Chiral drug fluorometry based on a calix[6]arene/molecularly imprinted polymer double recognition element grafted on nano-C-dots/Ir/Au.

Abstract

A luminescent double recognition nanoprobe is described as a new strategy for the selective determination of chiral molecules. C-dots/Ir/Au fluorescent nanoparticles, synthesised under hydrothermal conditions, are used as a high-performance probe in combination with a molecularly imprinted polymer (MIP) and calix[6]arene as a double recognition element. Thiolated calix[6]arene is grafted on C-dots/Ir/Au as the first recognition element, which then forms a host-guest complex with the target molecule levodopa (L-DOPA). Subsequently, an MIP is prepared on the C-dots/Ir/Au (MIP/C-dots/Ir/Au) by chemical polymerisation. After the removal of L-DOPA, double recognition imprinting cavities are formed. The fluorescence intensity at 478nm of the nanoprobe is effectively quenched by adsorption of L-DOPA on MIP/C-dots/Ir/Au, which provides a method for L-DOPA determination.
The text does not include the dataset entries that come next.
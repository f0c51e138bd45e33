//! Filter evaluation against issues, relations, nodes, and dependency
//! specifications.
//!
//! All predicates are pure. They return `Err` only when a templated-field
//! rule is malformed or an interface's owning component cannot be resolved.

use archprop_core::filter::{
    IntraComponentDependencySpecificationFilter, IssueFilter, MetaFilter, NamePattern, NodeFilter,
    RelationFilter, RelationPartnerFilter, TemplatedNodeFilter,
};
use archprop_core::graph::{GraphIndex, GraphNode};
use archprop_core::model::{
    IntraComponentDependencySpecification, PropagatedIssue, Relation, TemplatedNode,
};
use serde_json::Value;

use crate::error::PropagationError;
use crate::logic;

/// Evaluates a [`MetaFilter`] tree, delegating leaves to `leaf`.
///
/// `and` short-circuits on the first non-match, `or` on the first match.
pub fn matches_meta_filter<T, V: ?Sized>(
    filter: &MetaFilter<T>,
    value: &V,
    leaf: &impl Fn(&V, &T) -> Result<bool, PropagationError>,
) -> Result<bool, PropagationError> {
    match filter {
        MetaFilter::Leaf(inner) => leaf(value, inner),
        MetaFilter::And(filters) => {
            for filter in filters {
                if !matches_meta_filter(filter, value, leaf)? {
                    return Ok(false);
                }
            }
            Ok(true)
        }
        MetaFilter::Or(filters) => {
            for filter in filters {
                if matches_meta_filter(filter, value, leaf)? {
                    return Ok(true);
                }
            }
            Ok(false)
        }
        MetaFilter::Not(filter) => Ok(!matches_meta_filter(filter, value, leaf)?),
    }
}

/// Template membership plus every templated-field rule.
pub fn templated_node_matches(
    node: &(impl TemplatedNode + ?Sized),
    filter: &impl TemplatedNodeFilter,
) -> Result<bool, PropagationError> {
    if let Some(templates) = filter.template() {
        if !templates.iter().any(|t| t == node.template()) {
            return Ok(false);
        }
    }
    if let Some(rules) = filter.templated_fields() {
        for (field, rule) in rules {
            let value = node.templated_fields().get(field).unwrap_or(&Value::Null);
            let holds = logic::matches(rule, value).map_err(|source| {
                PropagationError::InvalidFieldRule {
                    field: field.clone(),
                    source,
                }
            })?;
            if !holds {
                return Ok(false);
            }
        }
    }
    Ok(true)
}

/// Issue leaf filter. `characteristics` needs a non-empty intersection, not
/// a superset.
pub fn issue_matches(
    issue: &PropagatedIssue,
    filter: &IssueFilter,
) -> Result<bool, PropagationError> {
    if !templated_node_matches(issue, filter)? {
        return Ok(false);
    }
    if let Some(kinds) = &filter.kind {
        if !kinds.contains(&issue.kind) {
            return Ok(false);
        }
    }
    if let Some(states) = &filter.state {
        if !states.contains(&issue.state) {
            return Ok(false);
        }
    }
    if let Some(wanted) = &filter.characteristics {
        if !wanted.iter().any(|c| issue.characteristics.contains(c)) {
            return Ok(false);
        }
    }
    Ok(true)
}

pub fn relation_matches(
    relation: &Relation,
    filter: &RelationFilter,
) -> Result<bool, PropagationError> {
    templated_node_matches(relation, filter)
}

/// Base filter over a component or interface. An omitted `name` matches
/// every node; a `type` discriminator must agree with the node kind.
pub fn node_matches(node: GraphNode<'_>, filter: &NodeFilter) -> Result<bool, PropagationError> {
    if filter.kind.is_some_and(|kind| kind != node.kind()) {
        return Ok(false);
    }
    named_node_matches(node, filter, filter.name.as_ref())
}

fn named_node_matches(
    node: GraphNode<'_>,
    filter: &impl TemplatedNodeFilter,
    name: Option<&NamePattern>,
) -> Result<bool, PropagationError> {
    let templated = match node {
        GraphNode::Component(component) => templated_node_matches(component, filter)?,
        GraphNode::Interface(interface) => templated_node_matches(interface, filter)?,
    };
    if !templated {
        return Ok(false);
    }
    Ok(name.map_or(true, |pattern| pattern.is_match(node.name())))
}

/// Relation endpoint filter. The `type` discriminator must agree with the
/// node kind; interface filters may constrain the owning component.
pub fn relation_partner_matches(
    index: &GraphIndex<'_>,
    node: GraphNode<'_>,
    filter: &RelationPartnerFilter,
) -> Result<bool, PropagationError> {
    match (filter, node) {
        (RelationPartnerFilter::Component(filter), GraphNode::Component(_)) => {
            node_matches(node, filter)
        }
        (RelationPartnerFilter::Interface(filter), GraphNode::Interface(_)) => {
            if !named_node_matches(node, filter, filter.name.as_ref())? {
                return Ok(false);
            }
            match &filter.component {
                Some(component_filter) => {
                    let owner = GraphNode::Component(index.owner_of(node)?);
                    let leaf = |n: &GraphNode<'_>, f: &NodeFilter| node_matches(*n, f);
                    matches_meta_filter(component_filter, &owner, &leaf)
                }
                None => Ok(true),
            }
        }
        _ => Ok(false),
    }
}

/// Dependency specification filter. Omitted `name` and `type` match every
/// specification.
pub fn dependency_matches(
    specification: &IntraComponentDependencySpecification,
    filter: &IntraComponentDependencySpecificationFilter,
) -> Result<bool, PropagationError> {
    if let Some(kinds) = &filter.kind {
        match &specification.kind {
            Some(kind) if kinds.contains(kind) => {}
            _ => return Ok(false),
        }
    }
    Ok(filter
        .name
        .as_ref()
        .map_or(true, |pattern| pattern.is_match(&specification.name)))
}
Owing to the double recognition strategy, this method has excellent selectivity which can effectively avoid interference from enantiomer D-DOPA, and a imprinting factor of 7.1 is obtained for L-DOPA. This accurate and reliable method, with a wide linear range (5 × 10-10 to 1.2 × 10-7molL-1) and a low limit of detection (1.45 × 10-10molL-1), was successfully applied to the determination of L-DOPA in real samples, giving standard recoveries of 89.7-110.0%. Thus, the proposed sensing method provides a viable approach for the determination of a single enantiomer. Graphical abstract Schematic presentation of the MIP/C-dots/Ir/Au for L-DOPA detection. A fluorescence double chiral recognition nanoprobe is prepared of C-dots/Ir/Au nanoparticles as signal probe, and a molecularly imprinted polymer (MIP) and calix[6]arene as a double recognition element. Owing to the double recognition strategy, this method has strong specificity and can effectively avoid interference from enantiomers and racemates.